A River Runs Through It. This was the theme of a tour developed by one group of students as a study of Budapest and Prague, destinations for our May Travel Seminar. There are several similarities between these two riverside cities; each has a hilltop castle complex, a Jewish Quarter with grand synagogues, striking architecture, and famous bridges. Both were once part of the Hapsburg Empire and also share histories of Nazi, and then Soviet, occupation. And each has a famous saint: Budapest’s St. Stephen and Prague’s St. Wenceslaus. But each capital is stunning in its own way and offers a different experience.

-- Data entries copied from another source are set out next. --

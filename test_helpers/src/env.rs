//! RAII guards for mutating environment variables in tests.
//!
//! Every mutation takes a global re-entrant mutex for the duration of the
//! set or remove operation and returns a guard that restores the prior
//! state on drop. Guards for the same key stack and restore in LIFO order.
//! Tests that need exclusive access across several operations should hold
//! [`lock`] for their duration.
//!
//! # Examples
//!
//! ```
//! use test_helpers::env;
//!
//! let _guard = env::set_var("KEY", "VALUE");
//! // `KEY` is set to `VALUE` until the guard drops.
//! ```

use parking_lot::{ReentrantMutex, ReentrantMutexGuard};
use std::env;
use std::ffi::{OsStr, OsString};
use std::sync::LazyLock;

static ENV_MUTEX: LazyLock<ReentrantMutex<()>> = LazyLock::new(ReentrantMutex::default);

/// RAII guard restoring an environment variable to its prior value on drop.
#[must_use = "dropping restores the prior value"]
pub struct EnvVarGuard {
    key: String,
    original: Option<OsString>,
}

impl Drop for EnvVarGuard {
    fn drop(&mut self) {
        let _lock = ENV_MUTEX.lock();
        match self.original.take() {
            // SAFETY: the global mutex serialises all environment mutation
            // performed through this module.
            Some(value) => unsafe { env::set_var(&self.key, value) },
            None => unsafe { env::remove_var(&self.key) },
        }
    }
}

fn mutate<F>(key: String, mutator: F) -> EnvVarGuard
where
    F: FnOnce(&str),
{
    let _lock = ENV_MUTEX.lock();
    let original = env::var_os(&key);
    mutator(&key);
    EnvVarGuard { key, original }
}

/// Sets an environment variable and returns a guard restoring its prior
/// value.
pub fn set_var<K, V>(key: K, value: V) -> EnvVarGuard
where
    K: Into<String>,
    V: AsRef<OsStr>,
{
    // SAFETY: serialised by the global mutex held inside `mutate`.
    mutate(key.into(), |k| unsafe { env::set_var(k, value.as_ref()) })
}

/// Removes an environment variable and returns a guard restoring its prior
/// value.
pub fn remove_var<K>(key: K) -> EnvVarGuard
where
    K: Into<String>,
{
    // SAFETY: serialised by the global mutex held inside `mutate`.
    mutate(key.into(), |k| unsafe { env::remove_var(k) })
}

/// Holds the global environment mutex for the guard's lifetime.
///
/// Use when a test performs several reads and writes that must not
/// interleave with other tests' environment mutations.
#[must_use = "dropping releases the environment lock"]
pub fn lock() -> ReentrantMutexGuard<'static, ()> {
    ENV_MUTEX.lock()
}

The first few days of the trip were spent exploring Budapest. The city was harshly bombarded during World War II, so much of it has been rebuilt. While the city is much larger and more spread out than Prague, it was easy to navigate using public buses and trams. In addition to group visits to the Parliament Building and the Great Synagogue, students followed tours they developed as part of the Travel Seminar during the spring semester. They studied the Hungarian Revolution of 1956, Underground Budapest, the history of Central European Jewish integration, and analyzed the cultural underpinnings of the Hungarian State as it exists today. Many also ventured to the thermal baths, a pastime first enjoyed by the Romans and later by the Turks. And the best time to just enjoy the beauty of the city is from a boat on the Danube at night.
The overnight train from Budapest to Prague arrived at the station at 4:30 a.m. Although it might not seem possible to use these early hours to advantage, a guide collected us and our luggage and we began our day. By 5:15 the sun was rising and we were beginning our orientation to the city. Early morning, before the city comes to life, is a magical time for a walk through Prague’s historic district. This is the only time to experience the city center without the noise and crowds that are part of everyday life.

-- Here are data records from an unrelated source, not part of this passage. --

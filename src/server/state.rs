use axum::extract::FromRef;

use crate::ingest::IngestManager;
use crate::library_store::LibraryStore;
use crate::object_store::ObjectStore;
use std::sync::Arc;
use std::time::Instant;

use super::ServerConfig;

pub type GuardedLibraryStore = Arc<dyn LibraryStore>;
pub type GuardedObjectStore = Arc<dyn ObjectStore>;
pub type GuardedIngestManager = Arc<IngestManager>;

#[derive(Clone)]
pub struct ServerState {
    pub config: ServerConfig,
    pub start_time: Instant,
    pub library_store: GuardedLibraryStore,
    pub object_store: GuardedObjectStore,
    pub ingest_manager: GuardedIngestManager,
    pub hash: String,
}

impl FromRef<ServerState> for GuardedLibraryStore {
    fn from_ref(input: &ServerState) -> Self {
        input.library_store.clone()
    }
}

impl FromRef<ServerState> for GuardedObjectStore {
    fn from_ref(input: &ServerState) -> Self {
        input.object_store.clone()
    }
}

impl FromRef<ServerState> for GuardedIngestManager {
    fn from_ref(input: &ServerState) -> Self {
        input.ingest_manager.clone()
    }
}

impl FromRef<ServerState> for ServerConfig {
    fn from_ref(input: &ServerState) -> Self {
        input.config.clone()
    }
}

We left immediately after breakfast for a short trip outside the city to Kutná Hora which was once a prosperous city, its wealth the result of silver mining in the Middle Ages. We visited the beautiful Cathedral of St. Barbara, a late Gothic cathedral and the symbol of the city. But the primary destination here was the Sedlec Ossuary, also known as the Bone Church. In this very unusual chapel are the remains of an estimated 40,000 human skeletons, artfully arranged to form chapel decorations; possibly the most remarkable is the huge chandelier of bones in the nave’s center.
Back in Prague, we had four days to explore. Prague is much more crowded than Budapest; it is popular with tourists who flock to the city to see its most recognizable sites, Prague Castle and the Charles Bridge. Still, the preserved historic center maintains the feel of an old European city. And in contrast to Budapest, Prague is a walkable city. Student groups prepared tours that followed the Royal Road, explored Petrin Hill, and provided a guided walk through the city to explore counter-culture responses to communism. And no visit to Prague can be complete without a study of its Jewish history and tradition; it can take an entire day to visit the several synagogues and museums in the Jewish Quarter. The Spanish Synagogue is considered the most beautiful, but the Pinkas Synagogue is perhaps the most memorable, where inscribed on its walls are over 77,000 names of Czech victims of the Holocaust.

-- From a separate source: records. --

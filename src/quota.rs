//! Optional storage-quota observer on the ingestion path.
//!
//! Not part of ingestion correctness: when no cap is configured every upload
//! is admitted. The cap is over the total bytes of distinct stored files, so
//! deduplicated re-uploads are free.

#[derive(Debug, Clone, Copy, Default)]
pub struct StorageQuota {
    max_total_bytes: Option<u64>,
}

#[derive(Debug, PartialEq, Eq)]
pub struct QuotaExceeded {
    pub current_bytes: u64,
    pub incoming_bytes: u64,
    pub max_total_bytes: u64,
}

impl StorageQuota {
    pub fn disabled() -> Self {
        Self {
            max_total_bytes: None,
        }
    }

    pub fn with_cap(max_total_bytes: u64) -> Self {
        Self {
            max_total_bytes: Some(max_total_bytes),
        }
    }

    pub fn is_enabled(&self) -> bool {
        self.max_total_bytes.is_some()
    }

    /// Admit or reject a new distinct file of `incoming_bytes` given
    /// `current_bytes` already stored.
    pub fn admit(&self, current_bytes: u64, incoming_bytes: u64) -> Result<(), QuotaExceeded> {
        match self.max_total_bytes {
            Some(max) if current_bytes.saturating_add(incoming_bytes) > max => Err(QuotaExceeded {
                current_bytes,
                incoming_bytes,
                max_total_bytes: max,
            }),
            _ => Ok(()),
        }
    }
}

This year we welcomed alumni travelers Rebecca Shelton and Taylor Loy, Meghan O’Dea, and Sarah and Ben Kennedy. Twenty-three students participated in the Travel Seminar; four with financial need were funded through the generosity of alumni and friends who donated travel scholarships. In the words of one of those scholarship recipients traveling abroad for the first time: Words cannot describe the immeasurable beauty I witnessed while I was there… you truly provided me with a once in a lifetime opportunity to expand my world-view. You also have lit a fire in me that craves travel and I have now started planning my study abroad trip for the fall of ’16. His reflection on the experience captured the sentiment of many students who have had this opportunity. Special thanks to the alumni and friends who make this experience possible.